What you have to do. All lines below containing the string "true" are to be copied.

Data extract.

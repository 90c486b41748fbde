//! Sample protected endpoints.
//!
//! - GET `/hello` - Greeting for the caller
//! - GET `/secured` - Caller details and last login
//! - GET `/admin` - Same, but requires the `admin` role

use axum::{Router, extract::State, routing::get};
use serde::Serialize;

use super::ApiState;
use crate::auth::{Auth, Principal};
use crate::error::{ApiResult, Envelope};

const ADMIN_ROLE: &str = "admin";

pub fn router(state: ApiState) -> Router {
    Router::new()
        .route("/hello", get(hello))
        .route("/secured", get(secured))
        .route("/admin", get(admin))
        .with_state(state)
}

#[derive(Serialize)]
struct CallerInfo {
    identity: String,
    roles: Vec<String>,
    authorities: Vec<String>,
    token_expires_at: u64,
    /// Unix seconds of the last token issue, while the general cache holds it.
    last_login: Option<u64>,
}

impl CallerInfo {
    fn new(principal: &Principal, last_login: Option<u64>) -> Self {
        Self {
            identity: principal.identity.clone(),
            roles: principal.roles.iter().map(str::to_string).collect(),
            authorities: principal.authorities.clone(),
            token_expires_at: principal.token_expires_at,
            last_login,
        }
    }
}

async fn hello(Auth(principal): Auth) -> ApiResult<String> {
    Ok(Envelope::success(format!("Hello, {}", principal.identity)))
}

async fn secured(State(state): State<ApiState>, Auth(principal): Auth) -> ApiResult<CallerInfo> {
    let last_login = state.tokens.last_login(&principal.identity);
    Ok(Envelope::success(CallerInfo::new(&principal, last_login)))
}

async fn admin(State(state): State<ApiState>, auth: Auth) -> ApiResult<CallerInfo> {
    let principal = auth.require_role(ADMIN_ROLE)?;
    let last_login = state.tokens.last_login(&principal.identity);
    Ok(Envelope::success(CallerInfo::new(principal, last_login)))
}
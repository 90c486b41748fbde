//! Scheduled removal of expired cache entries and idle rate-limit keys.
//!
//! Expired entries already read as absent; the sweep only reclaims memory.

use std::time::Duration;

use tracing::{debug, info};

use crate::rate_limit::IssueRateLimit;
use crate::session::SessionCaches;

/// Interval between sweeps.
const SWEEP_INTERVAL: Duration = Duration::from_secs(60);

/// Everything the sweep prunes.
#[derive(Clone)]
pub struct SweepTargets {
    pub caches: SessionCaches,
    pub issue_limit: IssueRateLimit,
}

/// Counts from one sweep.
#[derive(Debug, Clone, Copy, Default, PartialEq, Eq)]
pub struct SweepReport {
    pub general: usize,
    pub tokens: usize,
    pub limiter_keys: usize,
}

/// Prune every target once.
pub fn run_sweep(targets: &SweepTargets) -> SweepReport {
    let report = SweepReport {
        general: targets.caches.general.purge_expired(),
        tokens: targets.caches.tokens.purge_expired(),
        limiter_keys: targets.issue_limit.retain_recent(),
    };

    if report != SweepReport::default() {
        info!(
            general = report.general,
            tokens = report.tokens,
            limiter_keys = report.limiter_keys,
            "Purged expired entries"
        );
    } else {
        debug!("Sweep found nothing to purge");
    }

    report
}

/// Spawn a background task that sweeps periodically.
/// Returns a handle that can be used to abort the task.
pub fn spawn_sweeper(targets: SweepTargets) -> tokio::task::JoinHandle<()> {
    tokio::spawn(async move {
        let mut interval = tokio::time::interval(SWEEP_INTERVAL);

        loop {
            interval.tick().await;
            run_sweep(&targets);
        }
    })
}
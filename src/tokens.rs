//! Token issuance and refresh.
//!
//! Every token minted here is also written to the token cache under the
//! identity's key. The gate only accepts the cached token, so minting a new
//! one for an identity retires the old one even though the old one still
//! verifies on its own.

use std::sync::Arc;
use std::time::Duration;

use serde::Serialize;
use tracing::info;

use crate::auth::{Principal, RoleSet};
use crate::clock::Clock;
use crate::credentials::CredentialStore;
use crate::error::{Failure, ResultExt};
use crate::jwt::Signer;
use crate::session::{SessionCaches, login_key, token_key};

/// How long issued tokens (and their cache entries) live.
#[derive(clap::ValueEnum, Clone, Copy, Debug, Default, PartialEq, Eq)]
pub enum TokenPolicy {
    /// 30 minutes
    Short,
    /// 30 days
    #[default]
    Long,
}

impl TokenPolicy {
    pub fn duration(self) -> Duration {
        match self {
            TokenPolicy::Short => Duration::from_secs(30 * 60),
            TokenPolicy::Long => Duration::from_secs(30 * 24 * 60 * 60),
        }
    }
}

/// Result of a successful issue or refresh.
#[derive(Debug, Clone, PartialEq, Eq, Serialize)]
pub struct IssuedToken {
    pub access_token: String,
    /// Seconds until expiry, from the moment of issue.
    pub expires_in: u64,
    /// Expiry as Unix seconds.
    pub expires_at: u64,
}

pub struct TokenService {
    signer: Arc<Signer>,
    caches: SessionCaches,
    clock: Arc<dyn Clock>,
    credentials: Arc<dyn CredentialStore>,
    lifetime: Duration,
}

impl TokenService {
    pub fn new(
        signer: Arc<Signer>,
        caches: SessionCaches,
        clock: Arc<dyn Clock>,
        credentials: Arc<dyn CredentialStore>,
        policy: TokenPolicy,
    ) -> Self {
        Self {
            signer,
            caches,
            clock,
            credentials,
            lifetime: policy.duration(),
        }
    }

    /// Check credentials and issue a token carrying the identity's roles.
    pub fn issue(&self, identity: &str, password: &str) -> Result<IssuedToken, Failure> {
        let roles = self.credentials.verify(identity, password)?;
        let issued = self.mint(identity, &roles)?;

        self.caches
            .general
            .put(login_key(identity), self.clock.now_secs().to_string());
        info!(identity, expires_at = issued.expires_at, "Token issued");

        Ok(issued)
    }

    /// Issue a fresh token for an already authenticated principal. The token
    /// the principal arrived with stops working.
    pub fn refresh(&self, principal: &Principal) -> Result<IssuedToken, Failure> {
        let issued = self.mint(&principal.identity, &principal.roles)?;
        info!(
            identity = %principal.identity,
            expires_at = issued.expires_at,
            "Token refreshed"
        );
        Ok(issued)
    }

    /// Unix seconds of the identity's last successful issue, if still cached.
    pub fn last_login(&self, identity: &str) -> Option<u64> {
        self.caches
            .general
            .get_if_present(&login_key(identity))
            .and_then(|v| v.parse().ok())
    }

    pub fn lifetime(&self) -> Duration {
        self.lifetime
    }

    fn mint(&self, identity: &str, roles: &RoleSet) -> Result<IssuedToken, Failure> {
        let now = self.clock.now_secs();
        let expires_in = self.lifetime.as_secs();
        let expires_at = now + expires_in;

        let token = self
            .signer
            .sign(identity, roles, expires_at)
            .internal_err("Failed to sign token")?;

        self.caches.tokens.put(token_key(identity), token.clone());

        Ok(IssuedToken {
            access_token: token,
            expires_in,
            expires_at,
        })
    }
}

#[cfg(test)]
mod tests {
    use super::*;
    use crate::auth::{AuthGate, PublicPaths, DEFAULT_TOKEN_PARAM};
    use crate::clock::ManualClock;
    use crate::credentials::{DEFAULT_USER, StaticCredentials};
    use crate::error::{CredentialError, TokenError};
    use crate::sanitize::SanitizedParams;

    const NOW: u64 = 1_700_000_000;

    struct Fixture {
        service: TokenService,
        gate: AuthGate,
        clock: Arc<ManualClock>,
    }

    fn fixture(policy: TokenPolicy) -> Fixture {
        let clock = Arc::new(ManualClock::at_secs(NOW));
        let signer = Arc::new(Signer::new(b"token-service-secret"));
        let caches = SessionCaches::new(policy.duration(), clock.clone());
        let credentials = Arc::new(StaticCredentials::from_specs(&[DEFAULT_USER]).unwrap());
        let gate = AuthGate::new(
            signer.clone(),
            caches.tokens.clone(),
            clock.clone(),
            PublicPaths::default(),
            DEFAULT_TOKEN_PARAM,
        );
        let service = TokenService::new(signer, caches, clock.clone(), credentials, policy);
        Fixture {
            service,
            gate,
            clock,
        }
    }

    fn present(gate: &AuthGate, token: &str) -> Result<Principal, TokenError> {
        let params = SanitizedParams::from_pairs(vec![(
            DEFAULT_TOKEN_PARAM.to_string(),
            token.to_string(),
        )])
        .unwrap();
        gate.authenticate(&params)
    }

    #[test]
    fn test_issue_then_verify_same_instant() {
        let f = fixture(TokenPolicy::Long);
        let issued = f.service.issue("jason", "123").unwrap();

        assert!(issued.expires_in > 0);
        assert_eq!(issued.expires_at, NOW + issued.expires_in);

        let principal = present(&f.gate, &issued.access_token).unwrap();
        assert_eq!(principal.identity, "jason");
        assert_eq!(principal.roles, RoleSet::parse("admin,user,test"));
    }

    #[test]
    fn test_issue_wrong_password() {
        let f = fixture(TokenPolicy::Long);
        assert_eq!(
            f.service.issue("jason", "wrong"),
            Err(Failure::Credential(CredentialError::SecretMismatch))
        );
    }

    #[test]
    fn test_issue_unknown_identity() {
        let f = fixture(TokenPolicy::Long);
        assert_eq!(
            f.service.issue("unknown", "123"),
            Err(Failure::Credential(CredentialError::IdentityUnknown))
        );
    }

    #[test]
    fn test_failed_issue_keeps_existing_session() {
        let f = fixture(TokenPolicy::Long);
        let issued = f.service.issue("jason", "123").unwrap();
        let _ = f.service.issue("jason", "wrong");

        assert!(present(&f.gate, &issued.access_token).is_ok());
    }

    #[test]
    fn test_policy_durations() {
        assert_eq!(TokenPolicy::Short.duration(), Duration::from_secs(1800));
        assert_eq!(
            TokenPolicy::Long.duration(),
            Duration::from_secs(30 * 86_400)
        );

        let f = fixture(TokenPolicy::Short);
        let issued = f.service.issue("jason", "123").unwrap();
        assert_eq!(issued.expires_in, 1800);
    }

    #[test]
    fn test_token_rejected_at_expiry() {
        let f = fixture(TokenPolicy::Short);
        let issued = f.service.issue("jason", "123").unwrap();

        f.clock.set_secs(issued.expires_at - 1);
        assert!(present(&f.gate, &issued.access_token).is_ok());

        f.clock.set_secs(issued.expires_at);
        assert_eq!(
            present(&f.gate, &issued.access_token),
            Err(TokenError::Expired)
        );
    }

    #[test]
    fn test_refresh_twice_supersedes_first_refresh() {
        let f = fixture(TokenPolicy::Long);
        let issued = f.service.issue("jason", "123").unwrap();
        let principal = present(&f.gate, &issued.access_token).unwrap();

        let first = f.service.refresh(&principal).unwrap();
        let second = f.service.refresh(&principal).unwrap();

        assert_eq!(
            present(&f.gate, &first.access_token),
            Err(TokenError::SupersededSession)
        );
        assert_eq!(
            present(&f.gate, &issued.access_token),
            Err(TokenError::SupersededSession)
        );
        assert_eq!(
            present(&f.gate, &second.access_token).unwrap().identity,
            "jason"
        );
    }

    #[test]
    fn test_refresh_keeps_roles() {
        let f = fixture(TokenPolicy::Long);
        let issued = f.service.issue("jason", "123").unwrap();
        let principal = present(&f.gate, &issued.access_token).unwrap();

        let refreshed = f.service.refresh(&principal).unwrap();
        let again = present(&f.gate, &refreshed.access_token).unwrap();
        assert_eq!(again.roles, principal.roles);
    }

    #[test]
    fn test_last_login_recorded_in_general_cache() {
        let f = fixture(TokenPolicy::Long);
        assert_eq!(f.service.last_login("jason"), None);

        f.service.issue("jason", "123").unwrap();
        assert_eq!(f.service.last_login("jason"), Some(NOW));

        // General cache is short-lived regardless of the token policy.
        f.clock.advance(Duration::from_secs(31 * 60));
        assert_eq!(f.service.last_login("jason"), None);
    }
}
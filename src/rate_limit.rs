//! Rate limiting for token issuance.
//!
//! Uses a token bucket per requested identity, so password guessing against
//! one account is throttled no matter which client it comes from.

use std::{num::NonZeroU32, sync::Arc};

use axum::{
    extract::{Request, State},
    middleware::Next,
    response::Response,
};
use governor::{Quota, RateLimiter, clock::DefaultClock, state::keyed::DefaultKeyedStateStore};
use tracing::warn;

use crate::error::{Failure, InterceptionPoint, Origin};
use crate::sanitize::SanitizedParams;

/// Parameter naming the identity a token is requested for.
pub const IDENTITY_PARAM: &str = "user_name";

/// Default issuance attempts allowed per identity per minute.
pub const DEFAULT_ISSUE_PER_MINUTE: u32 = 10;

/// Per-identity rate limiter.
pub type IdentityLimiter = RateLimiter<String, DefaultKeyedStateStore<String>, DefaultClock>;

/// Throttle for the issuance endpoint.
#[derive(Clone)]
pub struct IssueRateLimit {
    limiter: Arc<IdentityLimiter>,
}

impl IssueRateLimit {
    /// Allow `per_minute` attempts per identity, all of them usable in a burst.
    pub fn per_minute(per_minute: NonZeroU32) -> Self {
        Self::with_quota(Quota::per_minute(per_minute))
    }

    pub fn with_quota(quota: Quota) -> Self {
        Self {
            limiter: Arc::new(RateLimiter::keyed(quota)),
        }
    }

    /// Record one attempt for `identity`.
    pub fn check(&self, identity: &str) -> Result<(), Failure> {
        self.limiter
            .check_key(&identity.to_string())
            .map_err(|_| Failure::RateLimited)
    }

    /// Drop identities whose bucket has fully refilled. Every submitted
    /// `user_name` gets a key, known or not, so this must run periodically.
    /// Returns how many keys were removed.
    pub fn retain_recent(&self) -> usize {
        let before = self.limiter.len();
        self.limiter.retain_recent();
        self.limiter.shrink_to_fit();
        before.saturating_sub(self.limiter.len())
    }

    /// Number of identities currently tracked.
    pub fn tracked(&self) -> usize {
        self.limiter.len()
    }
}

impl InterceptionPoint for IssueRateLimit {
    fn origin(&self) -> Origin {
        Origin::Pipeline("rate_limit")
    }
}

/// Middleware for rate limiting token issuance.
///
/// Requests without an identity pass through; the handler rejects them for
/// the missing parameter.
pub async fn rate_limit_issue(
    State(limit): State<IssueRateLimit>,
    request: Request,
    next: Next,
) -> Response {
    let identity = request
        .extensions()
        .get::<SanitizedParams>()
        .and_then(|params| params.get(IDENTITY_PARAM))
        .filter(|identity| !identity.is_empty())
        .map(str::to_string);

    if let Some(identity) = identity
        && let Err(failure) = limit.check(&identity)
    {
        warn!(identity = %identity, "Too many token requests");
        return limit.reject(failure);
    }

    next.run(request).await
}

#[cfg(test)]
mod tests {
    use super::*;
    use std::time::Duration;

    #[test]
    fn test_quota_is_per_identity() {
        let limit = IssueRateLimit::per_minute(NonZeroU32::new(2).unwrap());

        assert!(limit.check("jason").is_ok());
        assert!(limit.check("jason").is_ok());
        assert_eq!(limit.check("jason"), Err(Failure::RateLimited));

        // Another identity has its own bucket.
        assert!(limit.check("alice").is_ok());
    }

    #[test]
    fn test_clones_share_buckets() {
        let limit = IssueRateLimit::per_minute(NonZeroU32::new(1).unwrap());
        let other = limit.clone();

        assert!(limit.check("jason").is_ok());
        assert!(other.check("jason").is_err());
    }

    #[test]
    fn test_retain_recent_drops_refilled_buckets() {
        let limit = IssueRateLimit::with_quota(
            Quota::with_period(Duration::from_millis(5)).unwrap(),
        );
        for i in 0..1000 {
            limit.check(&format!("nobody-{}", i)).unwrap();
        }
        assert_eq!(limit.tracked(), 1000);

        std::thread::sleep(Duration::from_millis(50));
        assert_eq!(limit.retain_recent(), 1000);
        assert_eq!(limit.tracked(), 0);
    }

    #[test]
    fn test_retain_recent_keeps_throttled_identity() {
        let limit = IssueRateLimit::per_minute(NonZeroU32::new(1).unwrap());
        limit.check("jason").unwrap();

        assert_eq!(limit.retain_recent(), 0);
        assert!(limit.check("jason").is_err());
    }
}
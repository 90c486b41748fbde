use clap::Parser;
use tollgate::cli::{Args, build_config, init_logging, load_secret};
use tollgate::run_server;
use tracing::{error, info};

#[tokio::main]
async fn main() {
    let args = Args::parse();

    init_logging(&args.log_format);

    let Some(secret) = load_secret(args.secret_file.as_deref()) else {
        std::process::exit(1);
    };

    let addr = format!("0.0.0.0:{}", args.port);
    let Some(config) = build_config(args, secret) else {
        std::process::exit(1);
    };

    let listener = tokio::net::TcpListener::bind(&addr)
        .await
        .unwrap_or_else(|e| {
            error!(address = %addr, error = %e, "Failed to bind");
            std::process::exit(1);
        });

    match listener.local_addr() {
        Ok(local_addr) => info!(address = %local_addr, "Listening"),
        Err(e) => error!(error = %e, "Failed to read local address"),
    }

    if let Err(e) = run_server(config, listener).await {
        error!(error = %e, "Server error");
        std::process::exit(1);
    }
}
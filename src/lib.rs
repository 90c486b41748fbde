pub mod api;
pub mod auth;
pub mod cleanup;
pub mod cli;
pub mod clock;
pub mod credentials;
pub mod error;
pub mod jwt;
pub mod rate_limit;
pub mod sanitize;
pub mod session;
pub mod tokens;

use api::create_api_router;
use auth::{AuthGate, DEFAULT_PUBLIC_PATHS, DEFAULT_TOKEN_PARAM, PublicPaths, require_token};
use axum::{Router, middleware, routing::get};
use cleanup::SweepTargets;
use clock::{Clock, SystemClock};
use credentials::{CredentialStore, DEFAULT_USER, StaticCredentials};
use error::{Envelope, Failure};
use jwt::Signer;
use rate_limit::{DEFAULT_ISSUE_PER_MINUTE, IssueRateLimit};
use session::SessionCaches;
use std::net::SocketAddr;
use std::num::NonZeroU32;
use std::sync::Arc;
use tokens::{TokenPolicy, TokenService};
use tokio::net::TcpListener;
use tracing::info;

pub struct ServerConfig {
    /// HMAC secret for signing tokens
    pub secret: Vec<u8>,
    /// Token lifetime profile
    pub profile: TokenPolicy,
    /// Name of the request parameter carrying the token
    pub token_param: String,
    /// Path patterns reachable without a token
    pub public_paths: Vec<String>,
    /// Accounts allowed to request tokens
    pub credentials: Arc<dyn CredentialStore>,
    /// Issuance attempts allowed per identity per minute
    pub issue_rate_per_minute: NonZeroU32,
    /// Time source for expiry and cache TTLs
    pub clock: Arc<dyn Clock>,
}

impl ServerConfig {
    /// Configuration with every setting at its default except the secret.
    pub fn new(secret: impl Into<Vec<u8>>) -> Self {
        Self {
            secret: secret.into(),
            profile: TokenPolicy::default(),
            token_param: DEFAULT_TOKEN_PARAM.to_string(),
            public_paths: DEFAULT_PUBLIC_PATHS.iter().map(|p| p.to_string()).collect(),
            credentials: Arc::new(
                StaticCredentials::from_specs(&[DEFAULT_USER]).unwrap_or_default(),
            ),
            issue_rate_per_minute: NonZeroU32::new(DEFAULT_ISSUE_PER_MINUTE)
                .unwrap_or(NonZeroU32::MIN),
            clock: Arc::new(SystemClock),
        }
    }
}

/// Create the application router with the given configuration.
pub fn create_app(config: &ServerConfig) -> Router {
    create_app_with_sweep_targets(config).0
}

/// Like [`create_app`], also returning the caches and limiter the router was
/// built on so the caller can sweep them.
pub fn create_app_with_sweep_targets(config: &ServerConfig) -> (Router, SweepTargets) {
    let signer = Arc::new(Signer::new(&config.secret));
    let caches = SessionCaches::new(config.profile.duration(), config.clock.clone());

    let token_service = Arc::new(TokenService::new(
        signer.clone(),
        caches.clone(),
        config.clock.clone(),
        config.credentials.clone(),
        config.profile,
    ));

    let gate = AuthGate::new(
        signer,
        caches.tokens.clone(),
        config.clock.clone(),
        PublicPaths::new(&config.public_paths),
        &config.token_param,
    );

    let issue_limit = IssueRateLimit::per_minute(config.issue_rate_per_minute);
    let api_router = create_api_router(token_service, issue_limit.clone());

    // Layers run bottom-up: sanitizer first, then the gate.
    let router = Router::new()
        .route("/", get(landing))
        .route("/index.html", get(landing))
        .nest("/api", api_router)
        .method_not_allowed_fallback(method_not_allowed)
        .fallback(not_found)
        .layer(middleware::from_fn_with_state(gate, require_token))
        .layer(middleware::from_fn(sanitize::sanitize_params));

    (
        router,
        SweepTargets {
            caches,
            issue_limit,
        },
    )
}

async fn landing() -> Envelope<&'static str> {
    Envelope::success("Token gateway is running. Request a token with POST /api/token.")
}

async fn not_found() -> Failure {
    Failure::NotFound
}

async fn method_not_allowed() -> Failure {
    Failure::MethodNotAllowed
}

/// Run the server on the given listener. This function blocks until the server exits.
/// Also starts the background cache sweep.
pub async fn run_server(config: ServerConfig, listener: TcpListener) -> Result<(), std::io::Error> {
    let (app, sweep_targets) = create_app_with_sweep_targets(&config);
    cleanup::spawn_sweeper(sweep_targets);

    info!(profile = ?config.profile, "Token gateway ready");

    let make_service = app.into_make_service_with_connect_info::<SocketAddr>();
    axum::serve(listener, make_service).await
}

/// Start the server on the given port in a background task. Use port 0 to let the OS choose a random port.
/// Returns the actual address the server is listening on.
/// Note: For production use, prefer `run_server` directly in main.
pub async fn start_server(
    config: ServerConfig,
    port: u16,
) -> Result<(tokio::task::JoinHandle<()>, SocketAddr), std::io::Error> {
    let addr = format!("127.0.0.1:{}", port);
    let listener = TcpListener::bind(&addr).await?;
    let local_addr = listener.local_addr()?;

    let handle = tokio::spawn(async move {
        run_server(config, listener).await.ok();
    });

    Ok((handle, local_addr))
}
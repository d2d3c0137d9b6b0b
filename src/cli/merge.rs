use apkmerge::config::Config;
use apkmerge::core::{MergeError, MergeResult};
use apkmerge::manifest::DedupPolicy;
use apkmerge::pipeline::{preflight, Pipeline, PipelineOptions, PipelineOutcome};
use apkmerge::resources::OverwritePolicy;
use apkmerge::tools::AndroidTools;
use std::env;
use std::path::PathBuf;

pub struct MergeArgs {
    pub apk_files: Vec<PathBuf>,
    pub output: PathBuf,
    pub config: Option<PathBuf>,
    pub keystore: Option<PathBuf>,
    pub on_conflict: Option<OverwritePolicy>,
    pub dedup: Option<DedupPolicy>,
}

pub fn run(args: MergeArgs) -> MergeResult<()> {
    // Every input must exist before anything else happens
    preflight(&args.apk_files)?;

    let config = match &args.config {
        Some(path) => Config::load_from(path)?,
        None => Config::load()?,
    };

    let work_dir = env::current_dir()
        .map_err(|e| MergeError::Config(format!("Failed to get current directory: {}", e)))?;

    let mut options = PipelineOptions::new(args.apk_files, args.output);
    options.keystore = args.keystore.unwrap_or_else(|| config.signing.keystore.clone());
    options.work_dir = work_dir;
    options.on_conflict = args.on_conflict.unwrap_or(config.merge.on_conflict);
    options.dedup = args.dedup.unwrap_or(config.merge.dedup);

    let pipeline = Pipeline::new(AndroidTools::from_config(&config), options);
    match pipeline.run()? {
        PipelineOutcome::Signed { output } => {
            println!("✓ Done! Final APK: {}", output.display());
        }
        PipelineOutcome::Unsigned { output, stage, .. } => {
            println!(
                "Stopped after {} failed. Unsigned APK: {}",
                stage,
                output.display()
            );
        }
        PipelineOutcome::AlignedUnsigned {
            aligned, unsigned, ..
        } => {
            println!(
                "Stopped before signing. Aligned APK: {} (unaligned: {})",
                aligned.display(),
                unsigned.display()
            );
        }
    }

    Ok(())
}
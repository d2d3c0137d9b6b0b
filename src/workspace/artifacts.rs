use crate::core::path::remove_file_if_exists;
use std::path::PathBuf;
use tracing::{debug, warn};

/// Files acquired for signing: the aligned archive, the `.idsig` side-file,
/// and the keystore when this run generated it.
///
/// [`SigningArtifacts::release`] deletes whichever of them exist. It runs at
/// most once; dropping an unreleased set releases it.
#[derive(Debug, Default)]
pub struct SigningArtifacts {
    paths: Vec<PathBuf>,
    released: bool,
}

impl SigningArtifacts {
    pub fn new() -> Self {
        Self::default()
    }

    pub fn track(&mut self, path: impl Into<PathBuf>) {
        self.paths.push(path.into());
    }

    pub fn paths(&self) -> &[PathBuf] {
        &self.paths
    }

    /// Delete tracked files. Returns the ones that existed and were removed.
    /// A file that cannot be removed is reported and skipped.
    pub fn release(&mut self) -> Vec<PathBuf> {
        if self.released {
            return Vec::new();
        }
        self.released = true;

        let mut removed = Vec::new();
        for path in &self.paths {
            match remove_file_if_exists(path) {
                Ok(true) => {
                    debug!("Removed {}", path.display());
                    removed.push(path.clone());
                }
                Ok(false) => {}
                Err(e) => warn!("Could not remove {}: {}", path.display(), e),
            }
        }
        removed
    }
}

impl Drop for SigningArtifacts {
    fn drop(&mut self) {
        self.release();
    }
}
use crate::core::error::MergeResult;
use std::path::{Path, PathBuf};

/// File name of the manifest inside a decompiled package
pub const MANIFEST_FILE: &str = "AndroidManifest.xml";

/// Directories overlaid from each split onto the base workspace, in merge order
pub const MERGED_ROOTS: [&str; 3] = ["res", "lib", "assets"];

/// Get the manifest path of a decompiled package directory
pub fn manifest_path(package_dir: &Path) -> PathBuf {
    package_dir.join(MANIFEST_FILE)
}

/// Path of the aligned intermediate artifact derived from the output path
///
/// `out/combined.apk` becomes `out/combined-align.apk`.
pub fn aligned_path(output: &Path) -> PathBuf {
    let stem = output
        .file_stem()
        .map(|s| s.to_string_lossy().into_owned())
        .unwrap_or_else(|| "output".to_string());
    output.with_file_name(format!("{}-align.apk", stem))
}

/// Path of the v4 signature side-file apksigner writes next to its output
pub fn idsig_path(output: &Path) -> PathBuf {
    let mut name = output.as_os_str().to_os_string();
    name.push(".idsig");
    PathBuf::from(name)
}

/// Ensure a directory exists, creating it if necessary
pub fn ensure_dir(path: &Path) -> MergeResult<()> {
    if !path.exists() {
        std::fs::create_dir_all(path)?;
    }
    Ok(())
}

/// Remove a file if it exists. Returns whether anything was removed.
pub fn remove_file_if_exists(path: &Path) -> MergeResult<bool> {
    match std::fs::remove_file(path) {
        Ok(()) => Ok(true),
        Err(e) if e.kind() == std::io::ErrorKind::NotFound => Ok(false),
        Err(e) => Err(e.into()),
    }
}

Exercise result.
        self.released = true;
                Ok(true) => {
        Ok(()) => Ok(true),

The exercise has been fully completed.